As many expats in Asia and perhaps even some travelers know, being white-skinned is considered beautiful, desirable and essential. This is quite laughable to the Westerner who wants to be tanned. Creams, sprays and salons are dedicated to making us look like we’ve just been to Mexico or the Bahamas. When I lived in Hawaii, I was sometimes teased for looking “too white,” for not getting enough beach time.
In Asia, however, being tanned represents looking poor: bent over in the fields, working outside in the hot sun and appearing dirty or, Buddha help us, old.
And even though, throughout the years, I’ve explained to my students or colleagues that a tan means you got out of the office, you were on vacation, you have time to play, this ideal simply does not correspond to life in the East. Of course, Asians try to make it sound like the sun’s UV rays are extremely harmful, and while there is some truth to this, the lengths Thais, Chinese, Koreans, etc., go to, to look lily-white is shocking, and a little scary.

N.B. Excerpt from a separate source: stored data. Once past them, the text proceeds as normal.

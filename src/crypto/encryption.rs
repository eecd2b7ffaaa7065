//! Stream ciphers protecting MDict index sections.
//!
//! Two schemes are in use:
//! - The key-block-info block is XOR-scrambled with a key derived from the block's
//!   own checksum field, so no secret is needed to read it.
//! - Registered archives additionally encrypt the 40-byte key-block-info summary
//!   with Salsa20/8 under a key obtained from the user's registration code.
//!
//! # Examples
//!
//! ```
//! use mdict_archive::crypto::encryption::{decrypt_block_payload, derive_block_key};
//!
//! let key = derive_block_key(&[0x12, 0x34, 0x56, 0x78]);
//! let mut payload = vec![0u8; 8];
//! decrypt_block_payload(&mut payload, &key);
//! assert_eq!(payload.len(), 8);
//! ```

use std::fs;
use std::path::Path;

use log::debug;
use serde::{Deserialize, Serialize};

use super::digest::{ripemd_digest, DIGEST_LEN};
use super::salsa20::Salsa20;
use crate::{MdictError, Result};

/// Salt appended to the frame checksum before hashing, `0x3695` little-endian.
const BLOCK_KEY_SALT: [u8; 4] = [0x95, 0x36, 0x00, 0x00];

/// Seed value of the XOR chain.
const CHAIN_SEED: u8 = 0x36;

#[inline]
fn swap_nibbles(b: u8) -> u8 {
    b.rotate_left(4)
}

/// Derives the XOR key of a framed block from its 4 checksum bytes.
pub fn derive_block_key(checksum: &[u8; 4]) -> [u8; DIGEST_LEN] {
    let mut seed = [0u8; 8];
    seed[0..4].copy_from_slice(checksum);
    seed[4..8].copy_from_slice(&BLOCK_KEY_SALT);
    ripemd_digest(&seed)
}

/// Reverses the nibble-swap XOR scrambling in place.
///
/// Each output byte depends on the previous *ciphertext* byte, so the buffer is
/// walked front to back keeping the last raw byte.
pub fn decrypt_block_payload(data: &mut [u8], key: &[u8]) {
    let key_len = key.len();
    let mut previous = CHAIN_SEED;
    for (i, byte) in data.iter_mut().enumerate() {
        let raw = *byte;
        *byte = swap_nibbles(raw) ^ previous ^ (i as u8) ^ key[i % key_len];
        previous = raw;
    }
}

/// Decrypts `data` with Salsa20/8 under `key` and an all-zero nonce.
pub fn decrypt_salsa20(data: &[u8], key: &[u8]) -> Result<Vec<u8>> {
    let mut cipher = Salsa20::new(key, &[0u8; 8])
        .ok_or_else(|| MdictError::decryption_failed(format!("unusable Salsa20 key of {} bytes", key.len())))?;
    let mut output = data.to_vec();
    cipher.apply_keystream(&mut output);
    Ok(output)
}

/// Registration data for archives whose key-block-info summary is encrypted.
///
/// `reg_code` is the hex string distributed with the dictionary (usually the first
/// line of a `.key` file). When `user_id` (the registered e-mail or device id) is
/// given, the code is itself Salsa20-encrypted under RIPEMD-128(`user_id`);
/// otherwise the first 16 decoded bytes are used directly.
#[derive(Debug, Clone, PartialEq, Eq, Serialize, Deserialize)]
pub struct RegistrationKey {
    pub reg_code: String,
    #[serde(default)]
    pub user_id: Option<String>,
}

impl RegistrationKey {
    pub fn new<S: Into<String>>(reg_code: S) -> Self {
        Self { reg_code: reg_code.into(), user_id: None }
    }

    pub fn with_user_id<S: Into<String>>(mut self, user_id: S) -> Self {
        self.user_id = Some(user_id.into());
        self
    }

    /// Reads the registration code stored next to an archive.
    ///
    /// A `.key` file holds the hex code on its first line; only the first 32
    /// characters are used. A missing or unreadable file yields `None`.
    pub fn from_key_file<P: AsRef<Path>>(path: P) -> Option<Self> {
        let path = path.as_ref();
        let text = match fs::read_to_string(path) {
            Ok(text) => text,
            Err(e) => {
                debug!("No registration key at {}: {}", path.display(), e);
                return None;
            }
        };
        let code: String = text.lines().next()?.trim().chars().take(DIGEST_LEN * 2).collect();
        if code.is_empty() {
            debug!("Registration key file {} is empty", path.display());
            return None;
        }
        debug!("Using registration key from {}", path.display());
        Some(Self::new(code))
    }

    /// Resolves the 16-byte Salsa20 key.
    pub fn derive_key(&self) -> Result<[u8; DIGEST_LEN]> {
        let code = hex::decode(self.reg_code.trim())?;
        if code.len() < DIGEST_LEN {
            return Err(MdictError::invalid_parameter(format!(
                "registration code must hold at least {} bytes, got {}", DIGEST_LEN, code.len()
            )));
        }
        let key_bytes = match &self.user_id {
            Some(user_id) => decrypt_salsa20(&code, &ripemd_digest(user_id.as_bytes()))?,
            None => code,
        };
        let mut key = [0u8; DIGEST_LEN];
        key.copy_from_slice(&key_bytes[..DIGEST_LEN]);
        Ok(key)
    }
}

This phenomenon is something I’ve touched upon here and is something that I’ve learned to accept, but it was this article shared by a friend that got me thinking about the issue again. In short:
“A young woman in southern India is painting her body black to protest against what she calls the growing intolerance in the country against the low-caste Dalit community, writes Ashraf Padanna in Kerala.”
You can go ahead and read the article, I’ll wait here.
Can you imagine? Horrible that Indians are killing themselves for being in the “wrong/dark” caste system. Unbelievable that Asians are poisoning themselves in an attempt to look whiter. I’ll be keen to read a follow up article on her experiment.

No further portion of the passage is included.